● The input:
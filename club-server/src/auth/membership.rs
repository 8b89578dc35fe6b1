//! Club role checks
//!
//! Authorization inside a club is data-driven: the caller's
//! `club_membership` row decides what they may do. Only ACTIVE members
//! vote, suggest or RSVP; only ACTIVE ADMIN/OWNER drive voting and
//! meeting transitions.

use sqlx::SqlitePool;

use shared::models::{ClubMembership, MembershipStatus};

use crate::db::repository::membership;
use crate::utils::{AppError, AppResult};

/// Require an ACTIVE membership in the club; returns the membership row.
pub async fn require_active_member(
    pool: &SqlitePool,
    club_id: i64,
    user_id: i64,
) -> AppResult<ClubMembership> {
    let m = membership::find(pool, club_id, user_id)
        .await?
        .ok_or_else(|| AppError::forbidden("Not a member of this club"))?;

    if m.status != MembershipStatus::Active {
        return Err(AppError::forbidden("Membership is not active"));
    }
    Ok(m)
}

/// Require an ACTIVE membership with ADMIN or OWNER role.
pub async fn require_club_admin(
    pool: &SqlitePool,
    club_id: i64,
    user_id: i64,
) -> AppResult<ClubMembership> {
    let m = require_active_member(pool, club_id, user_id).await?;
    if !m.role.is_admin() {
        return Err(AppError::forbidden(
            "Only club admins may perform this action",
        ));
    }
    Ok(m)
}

● Exercise directions: A word-for-word transcription of the material is required.

● Answer space:
filename club-server/src/auth/membership.rs
repository 8b89578dc35fe6b1
//! Club role checks
//!
//! Authorization inside a club is data-driven: the caller's
//! `club_membership` row decides what they may do. Only ACTIVE members
//! vote, suggest or RSVP; only ACTIVE ADMIN/OWNER drive voting and
//! meeting transitions.

use sqlx::SqlitePool;

use shared::models::{ClubMembership, MembershipStatus};

use crate::db::repository::membership;
use crate::utils::{AppError, AppResult};

/// Require an ACTIVE membership in the club; returns the membership row.
pub async fn require_active_member(
    pool: &SqlitePool,
    club_id: i64,
    user_id: i64,
) -> AppResult<ClubMembership> {
    let m = membership::find(pool, club_id, user_id)
        .await?
        .ok_or_else(|| AppError::forbidden("Not a member of this club"))?;

    if m.status != MembershipStatus::Active {
        return Err(AppError::forbidden("Membership is not active"));
    }
    Ok(m)
}

/// Require an ACTIVE membership with ADMIN or OWNER role.
pub async fn require_club_admin(
    pool: &SqlitePool,
    club_id: i64,
    user_id: i64,
) -> AppResult<ClubMembership> {
    let m = require_active_member(pool, club_id, user_id).await?;
    if !m.role.is_admin() {
        return Err(AppError::forbidden(
            "Only club admins may perform this action",
        ));
    }
    Ok(m)
}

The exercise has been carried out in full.